Commette seppuku con un cucchiaino da dessert prima che il maitre riesca a fermarla.

«Perché dici queste puttanate?» chiede la mia lei.
«Non so, mi vengono» spiego leggendo con orrore i prezzi.

Seduti uno di fronte all’altro, ufficialmente insieme da due mesi. Nessuno dei due ha mai parlato di S. Valentino, ma da come s’è tirata direi che la sorpresa le è piaciuta. Siam nella fase di studio, quella con le domande trabocchetto, i sorrisi ad occhi spalancati, le risate brevi, le trombate maratona e lo sguardo attento mentre lei mi racconta i problemi di sua madre ed io come si mixa un basso campionato.Sorrido pensando a cosa dirò tra sei mesi di sua madre. Stranamente sorride anche lei.
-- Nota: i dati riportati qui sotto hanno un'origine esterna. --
//! Bloom filter for fast existence checks

/// Bloom filter over raw key bytes, using double hashing on a CRC32 base hash
#[derive(Debug, Clone)]
pub struct BloomFilter {
    bits: Vec<u8>,
    num_hashes: usize,
}

impl BloomFilter {
    /// Build a filter sized for `hashes.len()` keys
    pub fn build(hashes: &[u32], bits_per_key: usize) -> Self {
        // Optimal number of hash functions is bits_per_key * ln(2)
        let num_hashes = ((bits_per_key as f64) * 0.69).round() as usize;
        let num_hashes = num_hashes.clamp(1, 30);

        let num_bits = (hashes.len() * bits_per_key).max(64);
        let mut filter = Self {
            bits: vec![0u8; (num_bits + 7) / 8],
            num_hashes,
        };
        for &h in hashes {
            filter.insert_hash(h);
        }
        filter
    }

    /// Create from existing data
    pub fn from_bytes(data: Vec<u8>, num_hashes: usize) -> Self {
        Self {
            bits: data,
            num_hashes,
        }
    }

    /// Base hash of a key
    pub fn hash(key: &[u8]) -> u32 {
        crc32fast::hash(key)
    }

    /// Check if a key may be in the set
    pub fn may_contain(&self, key: &[u8]) -> bool {
        if self.bits.is_empty() {
            return true;
        }
        let num_bits = self.num_bits();
        let mut h = Self::hash(key);
        let delta = h.rotate_right(17);
        for _ in 0..self.num_hashes {
            let bit = (h as usize) % num_bits;
            if self.bits[bit / 8] & (1 << (bit % 8)) == 0 {
                return false;
            }
            h = h.wrapping_add(delta);
        }
        true
    }

    /// Get the raw bytes
    pub fn as_bytes(&self) -> &[u8] {
        &self.bits
    }

    /// Get number of hash functions
    pub fn num_hashes(&self) -> usize {
        self.num_hashes
    }

    fn num_bits(&self) -> usize {
        self.bits.len() * 8
    }

    fn insert_hash(&mut self, mut h: u32) {
        let num_bits = self.num_bits();
        let delta = h.rotate_right(17);
        for _ in 0..self.num_hashes {
            let bit = (h as usize) % num_bits;
            self.bits[bit / 8] |= 1 << (bit % 8);
            h = h.wrapping_add(delta);
        }
    }
}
È una donna che sa adattarsi rapidamente, ma i suoi gusti son facili. Le ho comprato un paio di orecchini sotto suggerimento sorellifero che le verranno consegnati dopo che avrà detto “no, il dolce non lo prendo” per poi mangiarsi le parti migliori del mio. L’atmosfera è dolce e complice, io mi sto perdendo nella fossetta alla base del suo collo quando percepisco l’aura negativa.

È qui.
È nella sala.
I maschi urlano e si preparano al contraccolpo, ma è tardi. Molti vengono falciati senza pietà, ho visto operai ed imprenditori, atei e religiosi uniti nell’invocare i santi al momento culminante. E ora tocca a me. Prima che io riesca a fare una mossa prende in ostaggio la mia donna mettendogliele in faccia. Con una lentezza studiata e drammatica mi fissa, imperturbabile: «Compra bella rosa».
Maledetto.

Strozzato da una camicia, stritolato da pantaloni importabili, martoriato da scarpe disumane, tento l’estrema difesa conscio che il tempo è fondamentale. Il duello sarà deciso in due scambi, non più. Lei non dice niente. I suoi occhi mi puntano una pistola in faccia. Porto la mano al portafogli.

«Quanto?»
La sala è scossa da un mormorio.

«Tre.»
Dietro di me sento urla e gemiti.
Apro il portafogli mentre sudo copiosamente. Fa che io abbia moneta, Fa che io abbia moneta, fa che io abbia mon
Bingo. Tiro fuori.

«Uno» dico estraendo la moneta.

Ci studiamo. I suoi occhi passano da me ai cinque euro, dall’euro a me. Occhi fissi su di lui, se guardo lei è finita. Avanti, mangiamerda, vieni a prenderteli, su, sono qui. Tu vuoi la monetina. Tu vuoi la monetina, forza, molla la mia fica e vieni a prendere l’obolo. Non vuoi trattare.

«Due» osa.
«No» dico «o così o mi cambi CENTO» mento senza vergogna.
Ringhia: «D’acquerdo.»

Lei sorride, alcuni in sala svengono. Mi siedo scaricando l’aura in eccesso. Quando le do gli orecchini rimane davvero sorpresa, poi tira fuori un DVD “l’ho visto alla casa del disco, è giusto un pensiero”. 6 giga di acqua registrata con l’idrofono. Ho l’irrefrenabile impulso di mollare tutto, correre a casa e sentirli. La sua scollatura ed il suo sorriso suggeriscono di aspettare.

Nella pausa postorgasmica il mio garage pare sia in mezzo ad un maremoto.